• _Task to complete_
In the records that follow, the lines from the one containing "filename crates/indexscope-core/src/overlay/ranking.rs" to the one containing "use crate::overlay::Collaborators;", inclusive, are to be given again exactly.
--
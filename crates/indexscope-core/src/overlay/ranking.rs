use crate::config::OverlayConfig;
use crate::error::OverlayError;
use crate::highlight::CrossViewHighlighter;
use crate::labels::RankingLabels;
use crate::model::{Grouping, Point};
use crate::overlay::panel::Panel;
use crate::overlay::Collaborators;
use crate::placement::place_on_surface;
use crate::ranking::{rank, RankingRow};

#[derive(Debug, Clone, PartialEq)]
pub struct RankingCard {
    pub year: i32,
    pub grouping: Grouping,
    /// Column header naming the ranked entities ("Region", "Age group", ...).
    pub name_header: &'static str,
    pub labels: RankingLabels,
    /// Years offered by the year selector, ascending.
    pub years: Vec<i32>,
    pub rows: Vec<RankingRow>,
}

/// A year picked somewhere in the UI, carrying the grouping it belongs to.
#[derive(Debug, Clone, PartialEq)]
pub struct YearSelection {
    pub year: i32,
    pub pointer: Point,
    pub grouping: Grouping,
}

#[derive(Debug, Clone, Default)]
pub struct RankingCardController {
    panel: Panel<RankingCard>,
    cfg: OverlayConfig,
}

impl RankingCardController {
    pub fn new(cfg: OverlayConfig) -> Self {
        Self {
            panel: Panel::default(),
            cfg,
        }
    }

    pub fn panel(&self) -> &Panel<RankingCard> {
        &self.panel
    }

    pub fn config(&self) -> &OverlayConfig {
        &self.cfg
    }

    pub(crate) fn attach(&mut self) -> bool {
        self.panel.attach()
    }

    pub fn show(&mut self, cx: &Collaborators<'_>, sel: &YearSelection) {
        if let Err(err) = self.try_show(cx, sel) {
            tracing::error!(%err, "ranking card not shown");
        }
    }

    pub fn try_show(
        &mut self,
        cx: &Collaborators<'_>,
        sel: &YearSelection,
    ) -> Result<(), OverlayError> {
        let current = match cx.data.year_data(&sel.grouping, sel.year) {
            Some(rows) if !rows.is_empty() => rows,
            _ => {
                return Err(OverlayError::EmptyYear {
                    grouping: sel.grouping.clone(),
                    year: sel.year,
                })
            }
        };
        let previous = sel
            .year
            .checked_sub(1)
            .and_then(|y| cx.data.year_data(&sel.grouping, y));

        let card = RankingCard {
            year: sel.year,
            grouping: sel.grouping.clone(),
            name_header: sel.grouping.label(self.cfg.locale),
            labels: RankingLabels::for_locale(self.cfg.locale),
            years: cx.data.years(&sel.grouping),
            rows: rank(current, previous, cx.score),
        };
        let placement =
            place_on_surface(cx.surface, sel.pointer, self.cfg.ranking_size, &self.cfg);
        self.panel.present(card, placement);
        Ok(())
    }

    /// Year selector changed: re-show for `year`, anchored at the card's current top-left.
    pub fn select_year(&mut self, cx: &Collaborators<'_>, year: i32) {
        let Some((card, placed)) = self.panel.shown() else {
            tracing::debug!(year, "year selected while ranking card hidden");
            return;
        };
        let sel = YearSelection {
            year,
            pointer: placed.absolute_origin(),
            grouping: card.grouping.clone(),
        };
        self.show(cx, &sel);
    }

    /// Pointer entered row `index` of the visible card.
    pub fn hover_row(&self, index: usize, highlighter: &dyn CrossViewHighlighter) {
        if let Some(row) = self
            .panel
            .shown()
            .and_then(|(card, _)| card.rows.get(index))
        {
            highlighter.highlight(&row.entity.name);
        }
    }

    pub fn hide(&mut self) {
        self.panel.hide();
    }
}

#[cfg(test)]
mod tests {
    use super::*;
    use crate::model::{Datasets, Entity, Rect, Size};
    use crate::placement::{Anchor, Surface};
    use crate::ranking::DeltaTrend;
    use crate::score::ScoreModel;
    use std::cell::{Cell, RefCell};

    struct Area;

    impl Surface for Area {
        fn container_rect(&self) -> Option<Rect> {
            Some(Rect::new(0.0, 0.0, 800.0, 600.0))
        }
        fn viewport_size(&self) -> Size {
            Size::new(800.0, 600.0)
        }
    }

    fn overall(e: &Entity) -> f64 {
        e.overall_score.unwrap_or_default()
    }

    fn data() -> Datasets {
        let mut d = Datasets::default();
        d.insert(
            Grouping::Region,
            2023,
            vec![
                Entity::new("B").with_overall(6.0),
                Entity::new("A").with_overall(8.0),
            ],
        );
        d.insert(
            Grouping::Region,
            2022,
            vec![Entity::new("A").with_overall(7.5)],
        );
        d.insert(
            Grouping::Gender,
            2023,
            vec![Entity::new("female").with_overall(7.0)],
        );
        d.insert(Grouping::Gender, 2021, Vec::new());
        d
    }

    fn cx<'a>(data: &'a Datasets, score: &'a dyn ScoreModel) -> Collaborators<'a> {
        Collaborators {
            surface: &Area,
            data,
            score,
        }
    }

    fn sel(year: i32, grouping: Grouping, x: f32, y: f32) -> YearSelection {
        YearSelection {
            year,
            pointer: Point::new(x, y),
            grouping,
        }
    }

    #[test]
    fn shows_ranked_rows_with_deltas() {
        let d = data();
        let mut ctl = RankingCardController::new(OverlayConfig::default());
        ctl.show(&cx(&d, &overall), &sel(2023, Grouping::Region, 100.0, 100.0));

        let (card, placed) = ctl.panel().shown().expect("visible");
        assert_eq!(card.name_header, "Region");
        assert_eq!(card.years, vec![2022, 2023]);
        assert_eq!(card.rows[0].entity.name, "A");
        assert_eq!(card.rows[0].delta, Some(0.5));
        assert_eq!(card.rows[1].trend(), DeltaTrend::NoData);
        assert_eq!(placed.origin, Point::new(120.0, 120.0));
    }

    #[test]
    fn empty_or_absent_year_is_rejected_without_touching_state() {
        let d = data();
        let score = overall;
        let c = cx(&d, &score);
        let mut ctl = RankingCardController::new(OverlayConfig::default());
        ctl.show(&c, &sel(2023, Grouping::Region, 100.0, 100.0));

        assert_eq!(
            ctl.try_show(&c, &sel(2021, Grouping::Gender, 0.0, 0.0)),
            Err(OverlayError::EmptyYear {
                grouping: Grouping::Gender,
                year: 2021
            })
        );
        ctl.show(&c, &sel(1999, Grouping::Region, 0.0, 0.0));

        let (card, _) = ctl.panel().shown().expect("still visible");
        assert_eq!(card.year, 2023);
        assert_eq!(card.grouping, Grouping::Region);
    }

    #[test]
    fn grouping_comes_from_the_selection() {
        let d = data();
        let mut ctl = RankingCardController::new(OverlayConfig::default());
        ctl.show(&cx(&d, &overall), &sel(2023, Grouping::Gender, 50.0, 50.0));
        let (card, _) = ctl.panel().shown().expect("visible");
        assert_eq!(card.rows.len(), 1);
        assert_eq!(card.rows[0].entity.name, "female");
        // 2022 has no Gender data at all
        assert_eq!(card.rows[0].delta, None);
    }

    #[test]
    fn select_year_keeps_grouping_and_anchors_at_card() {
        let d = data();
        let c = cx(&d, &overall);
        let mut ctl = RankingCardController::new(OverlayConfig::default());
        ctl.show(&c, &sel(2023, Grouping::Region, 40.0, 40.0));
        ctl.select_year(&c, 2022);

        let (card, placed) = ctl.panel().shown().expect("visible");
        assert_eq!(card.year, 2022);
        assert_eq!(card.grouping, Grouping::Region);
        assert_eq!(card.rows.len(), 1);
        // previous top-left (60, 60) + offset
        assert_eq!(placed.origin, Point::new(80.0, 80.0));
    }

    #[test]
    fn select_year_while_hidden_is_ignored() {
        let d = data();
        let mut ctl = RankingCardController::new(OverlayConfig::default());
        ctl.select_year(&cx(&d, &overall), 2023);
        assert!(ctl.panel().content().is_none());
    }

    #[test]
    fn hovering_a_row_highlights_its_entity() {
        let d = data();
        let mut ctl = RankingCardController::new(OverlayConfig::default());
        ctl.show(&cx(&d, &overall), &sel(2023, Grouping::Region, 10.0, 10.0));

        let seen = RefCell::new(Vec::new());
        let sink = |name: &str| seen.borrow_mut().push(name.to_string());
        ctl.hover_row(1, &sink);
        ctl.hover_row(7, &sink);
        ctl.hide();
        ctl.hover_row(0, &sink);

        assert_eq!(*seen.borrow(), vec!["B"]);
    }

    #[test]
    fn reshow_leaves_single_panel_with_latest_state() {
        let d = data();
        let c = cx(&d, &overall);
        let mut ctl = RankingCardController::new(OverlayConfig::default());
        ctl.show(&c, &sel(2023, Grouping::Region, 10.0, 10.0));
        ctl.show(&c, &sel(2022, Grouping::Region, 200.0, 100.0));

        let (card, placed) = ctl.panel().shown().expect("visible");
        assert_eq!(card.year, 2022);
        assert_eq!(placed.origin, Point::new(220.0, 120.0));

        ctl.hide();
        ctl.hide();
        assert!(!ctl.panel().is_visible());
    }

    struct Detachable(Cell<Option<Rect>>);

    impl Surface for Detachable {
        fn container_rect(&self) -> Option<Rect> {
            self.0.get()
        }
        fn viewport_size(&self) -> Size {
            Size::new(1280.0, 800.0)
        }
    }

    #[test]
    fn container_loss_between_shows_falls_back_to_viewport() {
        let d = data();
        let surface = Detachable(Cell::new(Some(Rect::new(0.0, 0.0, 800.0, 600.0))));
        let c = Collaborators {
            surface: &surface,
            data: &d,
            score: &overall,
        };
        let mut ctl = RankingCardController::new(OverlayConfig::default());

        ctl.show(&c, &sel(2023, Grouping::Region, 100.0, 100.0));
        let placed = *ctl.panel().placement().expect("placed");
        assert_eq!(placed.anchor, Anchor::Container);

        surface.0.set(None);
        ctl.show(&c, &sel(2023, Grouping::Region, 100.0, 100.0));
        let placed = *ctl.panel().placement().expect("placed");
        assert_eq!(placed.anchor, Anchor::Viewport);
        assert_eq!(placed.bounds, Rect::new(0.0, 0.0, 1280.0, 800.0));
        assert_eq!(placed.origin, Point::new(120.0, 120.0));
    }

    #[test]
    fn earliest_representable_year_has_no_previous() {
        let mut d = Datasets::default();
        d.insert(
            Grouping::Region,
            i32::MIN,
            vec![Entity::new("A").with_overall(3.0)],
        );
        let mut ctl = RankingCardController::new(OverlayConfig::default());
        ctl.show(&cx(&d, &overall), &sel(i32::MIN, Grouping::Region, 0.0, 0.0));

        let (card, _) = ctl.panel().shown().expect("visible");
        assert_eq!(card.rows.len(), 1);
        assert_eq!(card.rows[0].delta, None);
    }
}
--
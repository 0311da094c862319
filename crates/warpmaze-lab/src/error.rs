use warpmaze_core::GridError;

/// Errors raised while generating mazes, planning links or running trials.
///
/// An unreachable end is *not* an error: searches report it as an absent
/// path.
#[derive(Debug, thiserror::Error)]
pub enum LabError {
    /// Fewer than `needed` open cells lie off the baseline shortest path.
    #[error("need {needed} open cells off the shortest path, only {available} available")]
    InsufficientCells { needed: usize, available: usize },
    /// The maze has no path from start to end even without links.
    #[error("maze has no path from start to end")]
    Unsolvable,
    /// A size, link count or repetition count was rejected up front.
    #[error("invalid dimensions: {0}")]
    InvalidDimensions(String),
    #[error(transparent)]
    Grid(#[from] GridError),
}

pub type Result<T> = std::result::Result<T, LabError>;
--
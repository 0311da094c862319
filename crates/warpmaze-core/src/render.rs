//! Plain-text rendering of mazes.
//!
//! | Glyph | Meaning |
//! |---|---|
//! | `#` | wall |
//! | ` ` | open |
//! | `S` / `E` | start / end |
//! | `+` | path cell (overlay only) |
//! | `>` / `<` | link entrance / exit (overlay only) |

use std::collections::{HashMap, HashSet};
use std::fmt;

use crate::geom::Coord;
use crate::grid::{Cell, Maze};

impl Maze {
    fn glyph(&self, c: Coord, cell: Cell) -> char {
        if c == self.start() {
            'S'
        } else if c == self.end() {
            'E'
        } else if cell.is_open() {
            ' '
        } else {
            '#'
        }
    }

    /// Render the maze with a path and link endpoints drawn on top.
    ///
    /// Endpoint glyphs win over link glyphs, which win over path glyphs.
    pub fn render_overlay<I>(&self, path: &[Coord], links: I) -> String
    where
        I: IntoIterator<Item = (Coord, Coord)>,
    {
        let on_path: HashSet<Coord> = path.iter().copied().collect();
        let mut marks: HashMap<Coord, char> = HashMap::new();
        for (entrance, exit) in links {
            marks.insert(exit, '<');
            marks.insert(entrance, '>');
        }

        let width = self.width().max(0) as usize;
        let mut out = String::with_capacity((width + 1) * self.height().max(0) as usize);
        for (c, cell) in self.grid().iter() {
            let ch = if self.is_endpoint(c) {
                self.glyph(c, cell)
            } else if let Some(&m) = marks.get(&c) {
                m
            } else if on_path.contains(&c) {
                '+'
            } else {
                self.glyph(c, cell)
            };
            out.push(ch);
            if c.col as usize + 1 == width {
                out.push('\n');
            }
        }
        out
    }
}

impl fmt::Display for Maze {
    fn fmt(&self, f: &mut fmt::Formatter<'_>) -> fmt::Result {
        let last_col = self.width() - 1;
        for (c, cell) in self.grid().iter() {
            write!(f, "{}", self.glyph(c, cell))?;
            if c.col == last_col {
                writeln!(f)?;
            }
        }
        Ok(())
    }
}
--
• _Task output_
filename crates/indexscope-core/src/overlay/ranking.rs
use crate::config::OverlayConfig;
use crate::error::OverlayError;
use crate::highlight::CrossViewHighlighter;
use crate::labels::RankingLabels;
use crate::model::{Grouping, Point};
use crate::overlay::panel::Panel;
use crate::overlay::Collaborators;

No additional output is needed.